Don’t Reinvent the Wheel
As businesspeople and networkers, and even in our personal lives, we often make things harder than they need to be. In the business world, there are endless opportunities to learn from the successes and mistakes of others who have ventured into the entrepreneurial waters before we did. There is an abundance of tried-and-true techniques – for communicating, for sales, and general business practices. In fact, there are so many that some of them seem too simplistic to truly be effective.
So, what do we do?
We re-evaluate them, we “improve” upon them, and we overcomplicate them. Possibly worse, we sometimes just abandon the old way and try to start over from scratch. Yet all we succeed in doing is making things harder than they really are.
Often, we think we are smarter than those who came before us. Maybe our egos prevent us from listening to those who have more experience. The trouble with reinventing the wheel is that it exposes us to the danger of history repeating itself.
One of the biggest mistakes that people in business and in sales make is not listening to those who have experience. For some reason, they assume that they themselves know better . . . and the truth is, they don’t. There is nothing like experience; it beats education every day of the week. The only thing better is a combination of education and
experience . . . or a willingness to learn from other people’s experiences.
Avoid the Danger Zone
These are three common warning signs that you may be falling into the danger zone of reinventing the wheel or repeating work.

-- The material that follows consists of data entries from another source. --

//! 高可用领域事件

use serde::{Deserialize, Serialize};

/// 领域事件（供仪表盘、告警等外部订阅者消费）
#[derive(Debug, Clone, PartialEq, Serialize, Deserialize)]
#[serde(tag = "type", rename_all = "snake_case")]
pub enum HaEvent {
    /// 节点连续探测失败达到阈值
    NodeUnhealthy {
        node_id: String,
        consecutive_failures: u32,
        timestamp: String,
    },

    /// 节点连续探测成功达到阈值
    NodeHealthy {
        node_id: String,
        consecutive_successes: u32,
        timestamp: String,
    },

    FailoverStarted {
        from_node: Option<String>,
        reason: String,
        timestamp: String,
    },

    FailoverCompleted {
        event_id: String,
        from_node: Option<String>,
        to_node: String,
        duration_ms: u64,
        timestamp: String,
    },

    FailoverFailed {
        reason: String,
        error: String,
        timestamp: String,
    },

    /// 副本延迟超过 max_lag
    ReplicationLag {
        node_id: String,
        lag_ms: u64,
        threshold_ms: u64,
        timestamp: String,
    },

    /// 活跃副本集节点少于 2 个
    Degraded {
        active_nodes: usize,
        timestamp: String,
    },

    Recovered {
        active_nodes: usize,
        timestamp: String,
    },
}

impl HaEvent {
    /// 事件名（对外订阅使用的名字）
    pub fn name(&self) -> &'static str {
        match self {
            HaEvent::NodeUnhealthy { .. } => "node:unhealthy",
            HaEvent::NodeHealthy { .. } => "node:healthy",
            HaEvent::FailoverStarted { .. } => "failover:started",
            HaEvent::FailoverCompleted { .. } => "failover:completed",
            HaEvent::FailoverFailed { .. } => "failover:failed",
            HaEvent::ReplicationLag { .. } => "replication:lag",
            HaEvent::Degraded { .. } => "ha:degraded",
            HaEvent::Recovered { .. } => "ha:recovered",
        }
    }

    pub fn to_json(&self) -> String {
        serde_json::to_string(self).unwrap_or_else(|_| format!("{{\"type\":\"{}\"}}", self.name()))
    }
}

/// 事件时间戳 (RFC 3339)
pub(crate) fn now_rfc3339() -> String {
    chrono::Utc::now().to_rfc3339()
}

- Instead of solving a problem, you invent new features to cover it up.
First, it is poor customer service to add features to try and distract from a known issue with a product or service. Instead of wasting time coming up with new features on an old issue, invest the time to investigate the old issue and make minor changes on existing features to elevate the whole product.
- When something with a history doesn’t work perfectly, you think it might be easier to start over.

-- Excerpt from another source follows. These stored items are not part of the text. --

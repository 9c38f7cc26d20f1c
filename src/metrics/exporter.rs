//! Prometheus 指标导出
//!
//! @yutiansut @quantaxis
//!
//! 每个服务实例持有独立的 Registry，同进程内多实例互不干扰。

use prometheus::{Encoder, Gauge, GaugeVec, IntCounterVec, IntGauge, Opts, Registry, TextEncoder};

use super::aggregator::HAMetrics;
use crate::cluster::NodeInventory;
use crate::{HaError, Result};

pub struct HaPrometheus {
    registry: Registry,

    pub availability: Gauge,
    pub failovers_total: IntGauge,
    pub failover_avg_duration_ms: Gauge,
    pub replication_lag_ms: GaugeVec,
    pub data_consistency: Gauge,
    pub healthy_nodes: IntGauge,
    pub active_connections: GaugeVec,
    pub selections: IntCounterVec,
    pub requests_per_sec: Gauge,
    pub error_rate: Gauge,
}

fn metric_err(e: prometheus::Error) -> HaError {
    HaError::InternalError(format!("prometheus: {}", e))
}

impl HaPrometheus {
    pub fn new() -> Result<Self> {
        let registry = Registry::new_custom(Some("qaha".to_string()), None).map_err(metric_err)?;

        let availability = Gauge::new("availability_percent", "Service availability in percent")
            .map_err(metric_err)?;
        let failovers_total = IntGauge::new("failovers_total", "Completed failovers")
            .map_err(metric_err)?;
        let failover_avg_duration_ms = Gauge::new(
            "failover_avg_duration_ms",
            "Mean failover duration in milliseconds",
        )
        .map_err(metric_err)?;
        let replication_lag_ms = GaugeVec::new(
            Opts::new("replication_lag_ms", "Replication lag per cluster node"),
            &["node_id"],
        )
        .map_err(metric_err)?;
        let data_consistency = Gauge::new("data_consistency_percent", "Mean replica consistency")
            .map_err(metric_err)?;
        let healthy_nodes = IntGauge::new("healthy_nodes", "Healthy load balancer nodes")
            .map_err(metric_err)?;
        let active_connections = GaugeVec::new(
            Opts::new("active_connections", "Active connections per load balancer node"),
            &["node_id"],
        )
        .map_err(metric_err)?;
        let selections = IntCounterVec::new(
            Opts::new("selections_total", "Node selections"),
            &["node_id", "strategy"],
        )
        .map_err(metric_err)?;
        let requests_per_sec = Gauge::new("requests_per_sec", "Request rate over the sliding window")
            .map_err(metric_err)?;
        let error_rate = Gauge::new("error_rate", "Mean node error rate").map_err(metric_err)?;

        registry.register(Box::new(availability.clone())).map_err(metric_err)?;
        registry.register(Box::new(failovers_total.clone())).map_err(metric_err)?;
        registry.register(Box::new(failover_avg_duration_ms.clone())).map_err(metric_err)?;
        registry.register(Box::new(replication_lag_ms.clone())).map_err(metric_err)?;
        registry.register(Box::new(data_consistency.clone())).map_err(metric_err)?;
        registry.register(Box::new(healthy_nodes.clone())).map_err(metric_err)?;
        registry.register(Box::new(active_connections.clone())).map_err(metric_err)?;
        registry.register(Box::new(selections.clone())).map_err(metric_err)?;
        registry.register(Box::new(requests_per_sec.clone())).map_err(metric_err)?;
        registry.register(Box::new(error_rate.clone())).map_err(metric_err)?;

        Ok(Self {
            registry,
            availability,
            failovers_total,
            failover_avg_duration_ms,
            replication_lag_ms,
            data_consistency,
            healthy_nodes,
            active_connections,
            selections,
            requests_per_sec,
            error_rate,
        })
    }

    /// 用最新快照刷新 gauge
    pub fn observe(&self, metrics: &HAMetrics, inventory: &NodeInventory) {
        self.availability.set(metrics.availability);
        self.failovers_total.set(metrics.total_failovers as i64);
        self.failover_avg_duration_ms.set(metrics.avg_failover_duration_ms);
        self.data_consistency.set(metrics.data_consistency);
        self.healthy_nodes.set(metrics.active_nodes as i64);
        self.requests_per_sec.set(metrics.requests_per_sec);
        self.error_rate.set(metrics.error_rate);

        for node in &inventory.cluster {
            self.replication_lag_ms
                .with_label_values(&[node.id.as_str()])
                .set(node.lag_ms as f64);
        }
        for node in &inventory.load_balancer {
            self.active_connections
                .with_label_values(&[node.id.as_str()])
                .set(node.active_connections as f64);
        }
    }

    pub fn record_selection(&self, node_id: &str, strategy: &str) {
        self.selections.with_label_values(&[node_id, strategy]).inc();
    }

    /// 文本格式导出
    pub fn render(&self) -> Result<String> {
        let mut buffer = Vec::new();
        TextEncoder::new()
            .encode(&self.registry.gather(), &mut buffer)
            .map_err(metric_err)?;
        String::from_utf8(buffer).map_err(|e| HaError::SerializationError(e.to_string()))
    }
}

Without a doubt, there is always a reason why things got to where they currently are. Instead of erasing all the work of those who came before you, do some research. Talk with your predecessors and learn about the motivation that led to the choices that created the current situation. Chances are you will discover the core problem and be able to make strategic moves to target the issue, rather than completely starting over.

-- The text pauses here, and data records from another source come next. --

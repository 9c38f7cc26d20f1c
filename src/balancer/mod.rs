//! 负载均衡模块
//!
//! ```text
//! RoutingRequest ──> SelectionEngine ──> NodeRegistry (healthy 节点)
//!                        │
//!                        └──> SessionAffinityMap
//! ```

pub mod affinity;
pub mod request;
pub mod selector;
pub mod strategy;

pub use affinity::SessionAffinityMap;
pub use request::RoutingRequest;
pub use selector::{hash_index, SelectionEngine};
pub use strategy::{FailoverPolicy, LoadBalancingStrategy, StrategyKind};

- You forget that the wheel you’re thinking about reinventing is a common wheel that many businesspeople are faced with.
Is your wheel unique to you? Or is it something that others in your profession are dealing with? If the latter, it is highly possible that many other people are also working to reinvent that wheel right now. Perhaps it is a standard business practice in your field that simply doesn’t work. Instead of putting forth resources, such as time and money, to tackle it on your own, do research to find out if there is a group in your field that is already exploring the issue. If you are working to forge new paths at the same time others are trying to do the same thing, it’s likely that you could work more effectively as a team and avoid wasting valuable resources.
Simple Ideas Can Have a Big Impact
There are many basic sales techniques that a successful salesperson knows to be effective. They don’t look for something more complicated or involved because they know from their own experience, and from the experience of others, what works in sales and what doesn’t work. If you’ve read my book, Masters of Sales, you may have read things that seemed too simple to be effective, or you may have read ideas that you’ve heard before. Instead of being dismissed, these tactics and ideas should be embraced. Truly successful networkers and businesspeople learn from other people’s success. They remember that it is often the simplest ideas which have the biggest impact.
We can learn from others’ mistakes and avoid dooming ourselves to make the same bad decisions. We can also learn from others’ success and utilize their knowledge and experience so that we don’t reinvent the wheel.
Is there a simple lesson you have learned from another businessperson or fellow networker that has helped you achieve success?